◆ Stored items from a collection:
=== Begin Enclosure ===

use crate::domain::models::{
    appointment::{Appointment, AppointmentStatus},
    business::{Business, CancellationPolicy},
    directory::{Employee, Profile, WalkInClient},
    job::Job,
    mail_log::MailLog,
    notification::Notification,
};
use crate::error::AppError;
use async_trait::async_trait;
use chrono::{DateTime, NaiveDate, NaiveTime, Utc};

#[async_trait]
pub trait AppointmentRepository: Send + Sync {
    async fn find_by_id(&self, id: &str) -> Result<Option<Appointment>, AppError>;
    async fn list_by_business(&self, business_id: &str, date: Option<NaiveDate>) -> Result<Vec<Appointment>, AppError>;
    async fn list_by_client(&self, client_id: &str) -> Result<Vec<Appointment>, AppError>;
    /// Inserts only if no slot-holding appointment of the same employee overlaps;
    /// otherwise `AppError::SlotUnavailable`.
    async fn create_if_slot_free(&self, appointment: &Appointment) -> Result<Appointment, AppError>;
    /// Persists status/notes/cancellation fields only while the stored status still
    /// equals `expected`. `None` means a concurrent write got there first.
    async fn update_status(&self, appointment: &Appointment, expected: AppointmentStatus) -> Result<Option<Appointment>, AppError>;
    /// Moves the appointment to its new date/time/employee, guarded by `expected`
    /// status and by the overlap rule.
    async fn update_schedule(&self, appointment: &Appointment, expected: AppointmentStatus) -> Result<Appointment, AppError>;
    async fn find_overlapping(&self, employee_id: &str, date: NaiveDate, start: NaiveTime, end: NaiveTime) -> Result<Vec<Appointment>, AppError>;
    /// Client-initiated cancellations at a business since `since`.
    async fn count_client_cancellations(&self, client_id: &str, business_id: &str, since: DateTime<Utc>) -> Result<i64, AppError>;
}

#[async_trait]
pub trait PolicyRepository: Send + Sync {
    async fn create_business(&self, business: &Business) -> Result<Business, AppError>;
    async fn find_business(&self, id: &str) -> Result<Option<Business>, AppError>;
    async fn update_policy(&self, business_id: &str, policy: &CancellationPolicy) -> Result<Business, AppError>;
}

#[async_trait]
pub trait DirectoryRepository: Send + Sync {
    async fn create_profile(&self, profile: &Profile) -> Result<Profile, AppError>;
    async fn find_profile(&self, id: &str) -> Result<Option<Profile>, AppError>;
    async fn create_employee(&self, employee: &Employee) -> Result<Employee, AppError>;
    async fn find_employee(&self, id: &str) -> Result<Option<Employee>, AppError>;
    async fn create_walk_in(&self, client: &WalkInClient) -> Result<WalkInClient, AppError>;
    async fn find_walk_in(&self, id: &str) -> Result<Option<WalkInClient>, AppError>;
}

#[async_trait]
pub trait NotificationRepository: Send + Sync {
    async fn create(&self, notification: &Notification) -> Result<Notification, AppError>;
    async fn find_by_id(&self, recipient_id: &str, id: &str) -> Result<Option<Notification>, AppError>;
    async fn list_by_recipient(&self, recipient_id: &str, limit: i64) -> Result<Vec<Notification>, AppError>;
    async fn count_unread(&self, recipient_id: &str) -> Result<i64, AppError>;
    /// Returns whether the row flipped from unread to read.
    async fn mark_read(&self, recipient_id: &str, id: &str) -> Result<bool, AppError>;
    async fn mark_all_read(&self, recipient_id: &str) -> Result<u64, AppError>;
    /// Returns the deleted row, if it existed.
    async fn delete(&self, recipient_id: &str, id: &str) -> Result<Option<Notification>, AppError>;
}

#[async_trait]
pub trait JobRepository: Send + Sync {
    async fn create(&self, job: &Job) -> Result<Job, AppError>;
    async fn find_pending(&self, limit: i32) -> Result<Vec<Job>, AppError>;
    async fn list_for_appointment(&self, appointment_id: &str) -> Result<Vec<Job>, AppError>;
    async fn update_status(&self, id: &str, status: &str, error_message: Option<String>) -> Result<(), AppError>;
    async fn retry_later(&self, id: &str, attempts: i32, execute_at: DateTime<Utc>, error_message: Option<String>) -> Result<(), AppError>;
    async fn cancel_pending_reminders(&self, appointment_id: &str) -> Result<(), AppError>;
}

#[async_trait]
pub trait MailLogRepository: Send + Sync {
    async fn log_mail(&self, log: &MailLog) -> Result<(), AppError>;
    async fn has_mail_been_sent(&self, recipient: &str, template_id: &str, context_hash: &str) -> Result<bool, AppError>;
    async fn list_logs(&self, recipient: Option<&str>) -> Result<Vec<MailLog>, AppError>;
}

#[async_trait]
pub trait EmailService: Send + Sync {
    async fn send(&self, recipient: &str, subject: &str, html_body: &str) -> Result<(), AppError>;
}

=== End Enclosure ===

◆ EXERCISE DESCRIPTION:
Copy the records above, keeping every word the same.

◆ ANSWER SECTION:
use crate::domain::models::{
    appointment::{Appointment, AppointmentStatus},
    business::{Business, CancellationPolicy},
    directory::{Employee, Profile, WalkInClient},
    job::Job,
    mail_log::MailLog,
    notification::Notification,
};
use crate::error::AppError;
use async_trait::async_trait;
use chrono::{DateTime, NaiveDate, NaiveTime, Utc};

#[async_trait]
pub trait AppointmentRepository: Send + Sync {
    async fn find_by_id(&self, id: &str) -> Result<Option<Appointment>, AppError>;
    async fn list_by_business(&self, business_id: &str, date: Option<NaiveDate>) -> Result<Vec<Appointment>, AppError>;
    async fn list_by_client(&self, client_id: &str) -> Result<Vec<Appointment>, AppError>;
    /// Inserts only if no slot-holding appointment of the same employee overlaps;
    /// otherwise `AppError::SlotUnavailable`.
    async fn create_if_slot_free(&self, appointment: &Appointment) -> Result<Appointment, AppError>;
    /// Persists status/notes/cancellation fields only while the stored status still
    /// equals `expected`. `None` means a concurrent write got there first.
    async fn update_status(&self, appointment: &Appointment, expected: AppointmentStatus) -> Result<Option<Appointment>, AppError>;
    /// Moves the appointment to its new date/time/employee, guarded by `expected`
    /// status and by the overlap rule.
    async fn update_schedule(&self, appointment: &Appointment, expected: AppointmentStatus) -> Result<Appointment, AppError>;
    async fn find_overlapping(&self, employee_id: &str, date: NaiveDate, start: NaiveTime, end: NaiveTime) -> Result<Vec<Appointment>, AppError>;
    /// Client-initiated cancellations at a business since `since`.
    async fn count_client_cancellations(&self, client_id: &str, business_id: &str, since: DateTime<Utc>) -> Result<i64, AppError>;
}

#[async_trait]
pub trait PolicyRepository: Send + Sync {
    async fn create_business(&self, business: &Business) -> Result<Business, AppError>;
    async fn find_business(&self, id: &str) -> Result<Option<Business>, AppError>;
    async fn update_policy(&self, business_id: &str, policy: &CancellationPolicy) -> Result<Business, AppError>;
}

#[async_trait]
pub trait DirectoryRepository: Send + Sync {
    async fn create_profile(&self, profile: &Profile) -> Result<Profile, AppError>;
    async fn find_profile(&self, id: &str) -> Result<Option<Profile>, AppError>;
    async fn create_employee(&self, employee: &Employee) -> Result<Employee, AppError>;
    async fn find_employee(&self, id: &str) -> Result<Option<Employee>, AppError>;
    async fn create_walk_in(&self, client: &WalkInClient) -> Result<WalkInClient, AppError>;
    async fn find_walk_in(&self, id: &str) -> Result<Option<WalkInClient>, AppError>;
}

#[async_trait]
pub trait NotificationRepository: Send + Sync {
    async fn create(&self, notification: &Notification) -> Result<Notification, AppError>;
    async fn find_by_id(&self, recipient_id: &str, id: &str) -> Result<Option<Notification>, AppError>;
    async fn list_by_recipient(&self, recipient_id: &str, limit: i64) -> Result<Vec<Notification>, AppError>;
    async fn count_unread(&self, recipient_id: &str) -> Result<i64, AppError>;
    /// Returns whether the row flipped from unread to read.
    async fn mark_read(&self, recipient_id: &str, id: &str) -> Result<bool, AppError>;
    async fn mark_all_read(&self, recipient_id: &str) -> Result<u64, AppError>;
    /// Returns the deleted row, if it existed.
    async fn delete(&self, recipient_id: &str, id: &str) -> Result<Option<Notification>, AppError>;
}

#[async_trait]
pub trait JobRepository: Send + Sync {
    async fn create(&self, job: &Job) -> Result<Job, AppError>;
    async fn find_pending(&self, limit: i32) -> Result<Vec<Job>, AppError>;
    async fn list_for_appointment(&self, appointment_id: &str) -> Result<Vec<Job>, AppError>;
    async fn update_status(&self, id: &str, status: &str, error_message: Option<String>) -> Result<(), AppError>;
    async fn retry_later(&self, id: &str, attempts: i32, execute_at: DateTime<Utc>, error_message: Option<String>) -> Result<(), AppError>;
    async fn cancel_pending_reminders(&self, appointment_id: &str) -> Result<(), AppError>;
}

#[async_trait]
pub trait MailLogRepository: Send + Sync {
    async fn log_mail(&self, log: &MailLog) -> Result<(), AppError>;
    async fn has_mail_been_sent(&self, recipient: &str, template_id: &str, context_hash: &str) -> Result<bool, AppError>;
    async fn list_logs(&self, recipient: Option<&str>) -> Result<Vec<MailLog>, AppError>;
}

#[async_trait]
pub trait EmailService: Send + Sync {
    async fn send(&self, recipient: &str, subject: &str, html_body: &str) -> Result<(), AppError>;
}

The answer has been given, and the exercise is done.